I'm currently working on a multiplayer game with top-down camera view and WASD player control, similar to Bloodline Champions. Projectiles, spawned by players are relatively slow and clearly visible, e.g. a fireball. The most difficult part so far - designing an appropriate networking model. The main goal is to find a fair balance between state consistency and player input lag.
Three alternatives I've came with so far are as follows:

Plain Authoritative server
Clients simply send user input to server, which advances the world according to the input provided, and then sends the latest state to all clients. Clients interpolate between two last received states to provide smooth movement.
This variant provides perfect consistency, since all clients see the same world state, but user's input feedback time suffers a lot, because total lag sums from the following parts:

  1. Sample lag = T(client sends sampled command) - T(command was sampled)
  2. Client-Server lag = T(packet was received by server) - T(packet was sent by client)
  3. Simulation lag = T(command was simulated by server) - T(command was received by server)
  4. Replication lag = T(state was sent by server) - T(command was simulated by server)
  5. Server-Client lag = T(state was received by client) - T(state was sent by server)
  6. Interpolation lag = time interval between two states: the last received and the one received before that, so that client can interpolate between them ~ server send interval

Authoritative server with Prediction
To minimize player feedback lag, client code has to use some prediction, i.e. execute sampled commands before updated state is received from server. The drawback here is that it creates state inconsistency between entity controlled by the player and the rest of the world, since the former is in the present and the later is in the past.
First person games with instant-hit weapons can use some lag compensation algorithms, since the player sees only some portion of his or her surrounding and most of the time does not sees bullets. But in top-down viewed games with slowly moving visible projectiles, those correction can be considered as unfair and buggy.

Thus, with authoritative server we have to choose between better state consistency and smaller input lag.

Peer-to-peer with server
The only other solution I can come with is where client broadcasts sampled commands to other clients and server, but instead of immediately executing them, client delays them at a constant amount of time, e.g. 150ms.
Other peers (including server) do not execute received commands immediately either. Each peer computes time, that is left until 150ms and waits that time:

time_to_wait = 150 - (peer_received_time - client_sent_time)  
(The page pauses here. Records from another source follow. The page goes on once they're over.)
//! Book command handler.
//!
//! Manages the shared book catalog.

use super::print_json;
use clap::{Args, Subcommand};
use shelf_core::{config::AppConfig, AppResult};
use shelf_retrieval::{Book, NewBook, Shelf, SqliteStore};
use std::sync::Arc;

/// Book catalog management
#[derive(Args, Debug)]
pub struct BookCommand {
    #[command(subcommand)]
    pub action: BookAction,
}

#[derive(Subcommand, Debug)]
pub enum BookAction {
    /// Add a book to the catalog
    Add(BookAddCommand),
    /// List catalog books
    List(BookListCommand),
}

impl BookCommand {
    pub async fn execute(&self, config: &AppConfig) -> AppResult<()> {
        // The catalog needs no model clients
        let store = SqliteStore::open(&config.database_path())?;
        let shelf = Shelf::new(Arc::new(store));

        match &self.action {
            BookAction::Add(cmd) => cmd.execute(&shelf),
            BookAction::List(cmd) => cmd.execute(&shelf),
        }
    }
}

/// Add a book
#[derive(Args, Debug)]
pub struct BookAddCommand {
    /// Book title
    pub title: String,

    /// Book author
    pub author: String,

    /// Genre (e.g. Fantasy, Science Fiction)
    #[arg(short, long, default_value = "")]
    pub genre: String,

    /// Publication year
    #[arg(short, long)]
    pub year: Option<i32>,

    /// Short description
    #[arg(short, long, default_value = "")]
    pub description: String,

    /// Output as JSON
    #[arg(long)]
    pub json: bool,
}

impl BookAddCommand {
    fn execute(&self, shelf: &Shelf) -> AppResult<()> {
        tracing::info!("Executing book add command");

        let book = shelf.add_book(NewBook {
            title: self.title.trim().to_string(),
            author: self.author.trim().to_string(),
            genre: self.genre.trim().to_string(),
            publication_year: self.year,
            description: self.description.trim().to_string(),
        })?;

        if self.json {
            print_json(&book)
        } else {
            println!("Added book {}: {}", book.id, format_book(&book));
            Ok(())
        }
    }
}

/// List books
#[derive(Args, Debug)]
pub struct BookListCommand {
    /// Only books whose title or author contains this text
    #[arg(short, long)]
    pub query: Option<String>,

    /// Output as JSON
    #[arg(long)]
    pub json: bool,
}

impl BookListCommand {
    fn execute(&self, shelf: &Shelf) -> AppResult<()> {
        let books = match self.query {
            Some(ref query) => shelf.search_books(query)?,
            None => shelf.list_books()?,
        };

        if self.json {
            return print_json(&books);
        }

        if books.is_empty() {
            match self.query {
                Some(ref query) => println!("No books match '{}'.", query),
                None => println!("The catalog is empty. Add one with 'shelf book add'."),
            }
        }
        for book in &books {
            println!("{:>4}  {}", book.id, format_book(book));
        }
        Ok(())
    }
}

fn format_book(book: &Book) -> String {
    let mut line = format!("{} by {}", book.title, book.author);
    if !book.genre.is_empty() {
        line.push_str(&format!(" [{}]", book.genre));
    }
    if let Some(year) = book.publication_year {
        line.push_str(&format!(" ({})", year));
    }
    line
}
//! LLM client abstraction and request/response types.
//!
//! This module defines the core abstractions for interacting with LLM providers.

use futures::Stream;
use serde::{Deserialize, Serialize};
use shelf_core::AppResult;
use std::pin::Pin;

/// LLM completion request.
#[derive(Debug, Clone, Serialize, Deserialize)]
pub struct LlmRequest {
    /// The prompt text to send to the LLM
    pub prompt: String,

    /// Model identifier (e.g., "llama3.2", "gemini-2.5-flash")
    pub model: String,

    /// Maximum tokens to generate
    #[serde(skip_serializing_if = "Option::is_none")]
    pub max_tokens: Option<u32>,

    /// Temperature for sampling (0.0 - 2.0)
    #[serde(skip_serializing_if = "Option::is_none")]
    pub temperature: Option<f32>,

    /// Top-p nucleus sampling
    #[serde(skip_serializing_if = "Option::is_none")]
    pub top_p: Option<f32>,

    /// Enable streaming responses
    #[serde(default)]
    pub stream: bool,

    /// System prompt (optional)
    #[serde(skip_serializing_if = "Option::is_none")]
    pub system: Option<String>,
}

impl LlmRequest {
    /// Create a new LLM request with required fields.
    pub fn new(prompt: impl Into<String>, model: impl Into<String>) -> Self {
        Self {
            prompt: prompt.into(),
            model: model.into(),
            max_tokens: None,
            temperature: None,
            top_p: None,
            stream: false,
            system: None,
        }
    }

    /// Enable streaming for this request.
    pub fn with_streaming(mut self) -> Self {
        self.stream = true;
        self
    }

    /// Set the maximum tokens to generate.
    pub fn with_max_tokens(mut self, max_tokens: u32) -> Self {
        self.max_tokens = Some(max_tokens);
        self
    }

    /// Set the temperature for sampling.
    pub fn with_temperature(mut self, temperature: f32) -> Self {
        self.temperature = Some(temperature);
        self
    }

    /// Set nucleus sampling.
    pub fn with_top_p(mut self, top_p: f32) -> Self {
        self.top_p = Some(top_p);
        self
    }

    /// Set the system prompt.
    pub fn with_system(mut self, system: impl Into<String>) -> Self {
        self.system = Some(system.into());
        self
    }
}

/// LLM completion response.
#[derive(Debug, Clone, Serialize, Deserialize)]
pub struct LlmResponse {
    /// The generated text
    pub content: String,

    /// Model that generated the response
    pub model: String,

    /// Usage statistics
    pub usage: LlmUsage,

    /// Whether the response was complete
    #[serde(default = "default_true")]
    pub done: bool,
}

fn default_true() -> bool {
    true
}

/// Token usage statistics.
#[derive(Debug, Clone, Serialize, Deserialize, Default)]
pub struct LlmUsage {
    /// Tokens in the prompt
    #[serde(default)]
    pub prompt_tokens: u32,

    /// Tokens in the completion
    #[serde(default)]
    pub completion_tokens: u32,

    /// Total tokens used
    #[serde(default)]
    pub total_tokens: u32,
}

impl LlmUsage {
    /// Create usage stats from prompt and completion token counts.
    pub fn new(prompt_tokens: u32, completion_tokens: u32) -> Self {
        Self {
            prompt_tokens,
            completion_tokens,
            total_tokens: prompt_tokens + completion_tokens,
        }
    }
}

/// A chunk from a streaming LLM response.
#[derive(Debug, Clone, Serialize, Deserialize)]
pub struct LlmStreamChunk {
    /// Incremental text content
    pub content: String,

    /// Model generating the stream
    pub model: String,

    /// Whether this is the final chunk
    #[serde(default)]
    pub done: bool,

    /// Usage statistics (only in final chunk)
    #[serde(skip_serializing_if = "Option::is_none")]
    pub usage: Option<LlmUsage>,
}

/// Stream of LLM chunks.
pub type LlmStream = Pin<Box<dyn Stream<Item = AppResult<LlmStreamChunk>> + Send>>;

/// A model advertised by a provider.
#[derive(Debug, Clone, Serialize, Deserialize, PartialEq)]
pub struct ModelInfo {
    /// Model identifier usable in requests
    pub name: String,

    /// Human-readable description, when the provider supplies one
    #[serde(skip_serializing_if = "Option::is_none")]
    pub description: Option<String>,

    /// Capabilities such as "generateContent" or "embedContent"
    #[serde(default)]
    pub capabilities: Vec<String>,
}

/// Trait for LLM providers.
///
/// Abstracts the underlying provider (Ollama, Gemini, ...) behind a unified
/// interface for completion, streaming and model discovery.
#[async_trait::async_trait]
pub trait LlmClient: Send + Sync {
    /// Get the provider name (e.g., "ollama", "gemini").
    fn provider_name(&self) -> &str;

    /// Perform a non-streaming completion.
    async fn complete(&self, request: &LlmRequest) -> AppResult<LlmResponse>;

    /// Perform a streaming completion.
    async fn stream(&self, request: &LlmRequest) -> AppResult<LlmStream>;

    /// List the models the provider exposes.
    async fn list_models(&self) -> AppResult<Vec<ModelInfo>>;
}
//! Retrieval-augmented answering.
//!
//! - `planner`: recency short-circuit or semantic search
//! - `search`: question rewriting and multi-query vector search
//! - `rerank`: relevance scoring of merged candidates
//! - `retriever`: the pipeline under one deadline
//! - `ask`: answer generation over the retrieved context

pub mod ask;
pub mod planner;
pub mod rerank;
pub mod retriever;
pub mod search;

pub use ask::{Answer, BookAssistant};
pub use planner::{RetrievalPlan, RetrievalPlanner};
pub use rerank::{RankedCandidate, Reranker};
pub use retriever::{ContextEntry, ContextRetriever, RetrievedContext};
pub use search::MultiQuerySearch;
Thus, every command is, theoretically, executed simultaneously on every peer, which provides good state consistency and moderate input lag. To address possible unsync, server periodically sends its state to all clients.
Problems with this solutions include:

  • much more complicated code base.
  • much more cheating-prone client, since it contains the same logic as the server.
  • all players' IPs are exposed to all others.

I tried to find any info about BLC or LoL net models, but all I've found so far is that they use client-server architecture without any P2P communications.
I personally prefer the Auth-with-prediction variant, but have to stick with P2P one for now, since I have no idea how to solve inconsistency caused by prediction. Is there any way to compensate this inconsistency without increasing input lag too much, or I have to use P2P solution?


closed as unclear what you're asking by Anko, Trevor Powell, Kromster, Josh Jan 6 '15 at 18:17

Please clarify your specific problem or add additional details to highlight exactly what you need. As it's currently written, it’s hard to tell exactly what you're asking. See the How to Ask page for help clarifying this question. If this question can be reworded to fit the rules in the help center, please edit the question.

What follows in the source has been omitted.